Both Averbakh and Timman, who maintain different interpretations of what happened, are former world title candidates. I'm not in a position to add to the discussion as to whether there was an agreement. Note, however, that Averbakh is consistent, he has denied that such a deal existed in earlier works. It could be that no verbal undertakings were given and that Keres was quite happy not to exert himself more than was required. That would be be in harmony with Averbakh's interpretation. Note the vehemence (page 134) of: As far as Keres is concerned, it is laughable to accuse such a gentleman and sportsman as he of a conspiracy.

The use of Russian was typical of Fischer. Petrosyan, although born in Tbilisi, was ethnically Armenian. Geller was born in Odessa, a cosmopolitan Black sea port, today it is part of Ukraine; his family name indicates his Jewish ancestry. Keres was Estonian. Kortschnoi part Jewish. 

Novy Mir 

Also absent is a translator's note about Novy Mir (New World) on page 138. This magazine was founded in 1925. Its early contributors came from the world of Soviet politics (Bukharin, Trotskii, Radek, Zinoviev …) and literature (Grossman, Babel, Zoshchenko, Mayakovsky, Alexei Tolstoi …). Despite the calibre of its contributors (including the politicians), the magazine enjoyed no great popularity in the 1920s. Its readership increased in the thirties, but it only took off in the post-Stalinist period when many of its shackles were removed. It published Solzhenitsyn's A Day in the Life of Ivan Denisovich (1962). It is struggling to survive in today's climate.

Home Patriot

The account giving the newspaper Home Patriot on page 138 is lacking in detail. I've found a page giving a brief obituary notice, together with a photo of its deputy editor's grave. As expected, it mentions that its purpose was to produce wartime propaganda. It is briefly mentioned here in connection with the interrogation of a photographer.

Fizkultura I Sport 

On page 141, Fizkultura I Sport is not explained. There is just the mention that it was an editorial house, i.e. a publisher. As the name indicates, it specialised in sports and physical culture publications, including chess. Established in 1923, it was the leading publisher in its field.

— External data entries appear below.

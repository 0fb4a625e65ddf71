// ABOUTME: Inline-markup tokenizer producing styled runs from line content
// ABOUTME: Single ordered-alternation pattern; unmatched spans degrade to plain text

use once_cell::sync::Lazy;
use regex::Regex;

use super::{Run, RunStyle};

// Alternatives are ordered longest-and-leftmost-first; the regex engine's
// leftmost-first alternation preserves that priority at every position.
static INLINE: Lazy<Regex> = Lazy::new(|| {
    Regex::new(
        r"\*\*\*.+?\*\*\*|\*\*.+?\*\*|\*.+?\*|`.+?`|~~.+?~~|!\[.*?\]\(.*?\)|!\[.*?\]|\[.+?\]\(.*?\)",
    )
    .unwrap()
});

/// Split line content into styled runs. Text between matches becomes plain
/// runs; every matched token becomes exactly one styled run.
pub(super) fn tokenize(text: &str) -> Vec<Run> {
    let mut runs = Vec::new();
    let mut last = 0;

    for token in INLINE.find_iter(text) {
        if token.start() > last {
            runs.push(Run::plain(&text[last..token.start()]));
        }
        runs.push(styled_run(token.as_str()));
        last = token.end();
    }
    if last < text.len() {
        runs.push(Run::plain(&text[last..]));
    }

    runs
}

fn styled_run(token: &str) -> Run {
    if token.starts_with("***") && token.ends_with("***") {
        return Run::new(strip_delims(token, 3), RunStyle::BoldItalic);
    }
    if token.starts_with("**") && token.ends_with("**") {
        return Run::new(strip_delims(token, 2), RunStyle::Bold);
    }
    if token.starts_with('*') && token.ends_with('*') {
        return Run::new(strip_delims(token, 1), RunStyle::Italic);
    }
    if token.starts_with("~~") && token.ends_with("~~") {
        return Run::new(strip_delims(token, 2), RunStyle::Strike);
    }
    if token.starts_with('`') && token.ends_with('`') {
        return Run::new(strip_delims(token, 1), RunStyle::Code);
    }
    if token.starts_with("![") && token.ends_with(')') {
        // Any image syntax still present here referenced something the
        // placeholder pass could not treat as a pool image; render it as a
        // link-like textual reference.
        if let Some(alt_end) = token.find("](") {
            let alt = &token[2..alt_end];
            return Run::new(format!("[이미지: {}]", alt), RunStyle::Link);
        }
    }
    if token.starts_with("![") && token.ends_with(']') {
        let alt = &token[2..token.len() - 1];
        return Run::new(format!("[이미지: {}]", alt), RunStyle::Link);
    }
    if token.starts_with('[') && token.ends_with(')') {
        if let (Some(text_end), Some(url_sep)) = (token.find(']'), token.find("](")) {
            let link_text = &token[1..text_end];
            let url = &token[url_sep + 2..token.len() - 1];
            return Run::new(format!("{} ({})", link_text, url), RunStyle::Link);
        }
    }

    Run::plain(token)
}

/// Python-style symmetric slice: delimiters shorter than expected collapse to
/// an empty span instead of panicking (a lone `***` tokenizes as italic `*`
/// in the alternation but classifies as bold-italic by its affixes).
fn strip_delims(token: &str, n: usize) -> &str {
    token.get(n..token.len().saturating_sub(n)).unwrap_or("")
}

Wednesday, 7 November 2012

Bondarevsky and Collaboration, part 3.

Further to my posts of 20th October and 24th September, it appears likely that the tournament Bondarevsky won took place in February and March of 1942. I have found a Russian language website providing a diary. Before providing the link, I should caution the reader that it is flagged as potentially malicious; no one should access it without adequate Internet security, the diary is available here. The dates given on that page are 16th February to 13th March, 1942. Another site provides a tournament cross-table. It also provides a PGN of some of the games. Note that this gives slightly different dates; beginning one day later and ending one day earlier. That could be due to opening and closing ceremonies, there is not necessarily an inconsistency between the two versions.

In the absence of evidence to the contrary, I am inclined to accept the veracity of these accounts. This does, however, give rise to a further question. Did Bondarevsky have time to travel to Romania and Hungary? Rostov fell on 20th/21st November 1941 to the Nazis, it was recaptured on the 27th November by the Soviets. (In my post of 24th September, I wrote that Von Runstedt, the commander of the Nazi Army Group South, resigned following this Soviet victory. It would have been more precise to have written that, under pressure, expecting to be sacked, he asked Hitler to relieve him of his command if the dictator had lost confidence in his judgement. The resignation was more of a dismissal.)

I am sceptical that three months was sufficient time to travel these distances over a poor road network in the difficult weather that prevailed in the autumn and winter of 1941-2. Even Heinrich Himmler, Reichfuhrer-SS, found he was slowed down when making an inspection due to the poor state of the roads. Travelling by train was even less practical. The Soviet rail track was broad gauged, the Nazis used a narrow gauge; the advancing Axis forces had to convert rail lines so that their rolling stock could use it. Note, as well, that the Soviet rail system was better developed for north-south communications. The Nazis tried to compensate through the building of Thoroughfare Four, a little known history within WWII. An entire chapter is given over to it in the book The Shoah In Ukraine (ISBN 978-0-253-22268-8), a joint effort by several academics. The author of that chapter is Andrej Angrick (a brief biography is available here). This vast road project was planned to start in Lviv (German Lemberg, Russian Lvov) and end in Tagangrog (not far from Rostov), a distance of some 1360 miles. Work only began in September 1941, ostensibly under the Todt organisation, which was then responsible for such undertakings. Slave labour was used (to give an idea of the eventual size of this scheme, in July 1943 there were 140,000 slaves, 12,000 local policemen overseeing them and a few Germans in charge), progress was repeatedly slowed down by the SS seizing slaves in order to kill them; murder enjoying a higher priority than supplying the Wehrmacht on the front line.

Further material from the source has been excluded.